BRAZIL IS NOT AN ISOLATED CASE
The Brazilian conjuncture is part of a worldwide reality, as we can see in the maps of violence against media professionals. In 2018, UNESCO launched the Observatory of Killed Journalists, a database that gathers information since 1993 on the judicial investigations of each murder, with the purpose of denouncing and combating chronic impunity for these crimes. This initiative is in line with UNESCO’s role to ensure the monitoring of progress and
effectiveness of e 2030 Agenda for Sustainable Development’s Objective 16, unanimously adopted by all 193 UN Member States in September 2015.

The SDG 16 – Peace, Justice and Effective Institutions – aims to “promote peaceful societies for sustainable development, provide access to justice for all and build effective, inclusive and accountable institutions at all levels”. According to UNESCO, the emphasis is on target goal 16.10, which aims to “ensure public access to information and protect fundamental freedoms, in accordance with national legislation and international and inclusive agreements”, and its indicator 16.10.1 “Number of verified cases of murders, kidnappings, enforced disappearances, arbitrary arrests and torture of journalists, associated media personnel, union members and human rights defenders in the last 12 months”.

Despite international and local protocols, agendas and commitments, violence against journalists has been a constant threat. According to the latest report from UNESCO Observatory’s, Intensified Attacks, New Defences, between 2018 and 2019, 156 journalists were murdered. Although there was a drop in the number of murders in 2019, 57, the lowest in a decade, other forms of violence against journalists, women in particular, have grown, such as attacks and harassment on the internet, as we have seen in Brazil. Another fact that is connected with this discussion was the predominance of murders in countries without wars or armed conflicts, revealing that political coverage, corruption and crimes have been more dangerous than war coverage. From the total of 57 murders, 22 happened in Latin America and the Caribbean, 15 in Asia-Pacific and 10 in Arab countries.

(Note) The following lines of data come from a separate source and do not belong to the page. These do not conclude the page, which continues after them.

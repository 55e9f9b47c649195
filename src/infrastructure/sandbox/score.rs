//! Score sentinel parsing.
//!
//! Generated code reports its validation score by printing a sentinel line
//! to stdout. The parser is tolerant of surrounding output: it scans every
//! line, matches the sentinel case-insensitively, and takes the last
//! occurrence so progress logs that repeat the metric don't confuse it.

/// The documented sentinel generated code must emit on stdout.
pub const SCORE_SENTINEL: &str = "Final Validation Performance:";

/// Extract the validation score from captured stdout.
///
/// Returns `None` when no line carries a parseable sentinel value.
pub fn extract_score(stdout: &str) -> Option<f64> {
    let mut score = None;
    for line in stdout.lines() {
        if let Some(value) = parse_line(line) {
            score = Some(value);
        }
    }
    score
}

fn parse_line(line: &str) -> Option<f64> {
    let lower = line.to_lowercase();
    let needle = SCORE_SENTINEL.to_lowercase();
    let start = lower.find(&needle)?;
    // Slice the lowered copy: lowering can shift byte offsets in the
    // original, and digits are unaffected by case.
    let rest = &lower[start + needle.len()..];
    let token = rest.split_whitespace().next()?;
    // Trim trailing punctuation the generated code sometimes appends.
    let token = token.trim_end_matches([',', ';', ')', ']']);
    // A diverged training run prints nan/inf; that is not a usable score.
    token.parse::<f64>().ok().filter(|v| v.is_finite())
}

Data from the Shadow Report on the Implementation of the United Nations Sustainable Development Goal Indicator 16.10.1 in Latin America in 2020, presented as “an independent assessment prepared by Voces del Sur for the 2021 United Nations High-level Political Forum on Sustainable Development”, show that Voces del Sur (VdS) registered 3350 alerts in 2020, considering the focus on 13 countries in the region. The major perpetrator of violence against journalists, media outlets and press freedom was the state, as shown in detail by the images below (VdS).

According to the Committee for the Protection of Journalists (CPJ), between 1992 and 2021, 2.077 journalists and media professionals were killed, being 1.962 journalists, 1.400 of them with confirmed motives for their deaths. The database has some important crossing information filters, but it only applies to this number of 1.400, whose reasons for the deaths have been checked. From that total, 308 died in crossfires, with 92 acting as freelancers and 216 as
formal employees; 187 on dangerous missions and 894 murdered.

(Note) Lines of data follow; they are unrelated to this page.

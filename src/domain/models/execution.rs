//! Execution result domain model.
//!
//! The structured outcome of running one code artifact in the sandbox.
//! Every fault raised by generated code is converted into one of the
//! tagged statuses here; nothing from the sandboxed process ever escapes
//! as an error into the orchestration layer.

use serde::{Deserialize, Serialize};
use std::time::Duration;
use uuid::Uuid;

/// Outcome classification for one sandbox run.
#[derive(Debug, Clone, Copy, PartialEq, Eq, Hash, Serialize, Deserialize)]
#[serde(rename_all = "snake_case")]
pub enum ExecutionStatus {
    /// Process exited cleanly and emitted a parseable score.
    Succeeded,
    /// Process crashed or exited non-zero.
    Failed,
    /// Process exceeded the wall-clock budget and was killed.
    TimedOut,
    /// Process exited cleanly but no score sentinel was found.
    ScoreUnparseable,
}

impl ExecutionStatus {
    pub fn as_str(&self) -> &'static str {
        match self {
            Self::Succeeded => "succeeded",
            Self::Failed => "failed",
            Self::TimedOut => "timed_out",
            Self::ScoreUnparseable => "score_unparseable",
        }
    }

    /// Whether this status carries a usable score.
    pub fn is_success(&self) -> bool {
        matches!(self, Self::Succeeded)
    }
}

/// Outcome of running one `CodeArtifact`.
#[derive(Debug, Clone, PartialEq, Serialize, Deserialize)]
pub struct ExecutionResult {
    /// Artifact this result describes.
    pub artifact_id: Uuid,
    /// Outcome classification.
    pub status: ExecutionStatus,
    /// Validation score; present only when `status == Succeeded`.
    pub score: Option<f64>,
    /// Captured standard output.
    pub stdout: String,
    /// Captured standard error.
    pub stderr: String,
    /// Error trace handed to the repair subloop; present only on failure.
    pub error_trace: Option<String>,
    /// Wall-clock duration of the run.
    pub duration: Duration,
}

impl ExecutionResult {
    /// A successful run with a parsed score.
    pub fn succeeded(artifact_id: Uuid, score: f64, stdout: String, stderr: String, duration: Duration) -> Self {
        Self {
            artifact_id,
            status: ExecutionStatus::Succeeded,
            score: Some(score),
            stdout,
            stderr,
            error_trace: None,
            duration,
        }
    }

    /// A run that crashed or exited non-zero.
    pub fn failed(artifact_id: Uuid, trace: String, stdout: String, stderr: String, duration: Duration) -> Self {
        Self {
            artifact_id,
            status: ExecutionStatus::Failed,
            score: None,
            stdout,
            stderr,
            error_trace: Some(trace),
            duration,
        }
    }

    /// A run killed at the wall-clock budget.
    pub fn timed_out(artifact_id: Uuid, budget: Duration, stdout: String, stderr: String) -> Self {
        Self {
            artifact_id,
            status: ExecutionStatus::TimedOut,
            score: None,
            stdout,
            stderr,
            error_trace: Some(format!("execution timed out after {}s", budget.as_secs())),
            duration: budget,
        }
    }

    /// A clean exit with no parseable score sentinel in stdout.
    pub fn unparseable(artifact_id: Uuid, stdout: String, stderr: String, duration: Duration) -> Self {
        Self {
            artifact_id,
            status: ExecutionStatus::ScoreUnparseable,
            score: None,
            stdout,
            stderr,
            error_trace: Some("no score sentinel found in output".to_string()),
            duration,
        }
    }

    /// Whether this result carries a usable score.
    pub fn is_success(&self) -> bool {
        self.status.is_success()
    }

    /// Trace text for the repair subloop: error trace, falling back to stderr.
    pub fn repair_trace(&self) -> String {
        match &self.error_trace {
            Some(trace) if !self.stderr.is_empty() => format!("{trace}\n{}", self.stderr),
            Some(trace) => trace.clone(),
            None => self.stderr.clone(),
        }
    }
}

In addition to violence, which has resulted in murder, imprisonment and torture, journalists have been plagued by PTSD and moral wound. Reporters Without Borders’ handbook, Saftey Guide for Journalists – a handbook for reporters in high-risk environments, is undoubtedly one of the most comprehensive documents on guidelines that journalists need to follow when covering humanitarian tragedies such as wars, armed conflicts, disasters and pandemic.

We have elements to think about the complexity of Covid-19 coverage, including journalists’ physical and emotional security, in the face of the humanitarian crisis that was established alongside with the pandemic in many countries, such as in Brazil, making even more pressure on media professionals.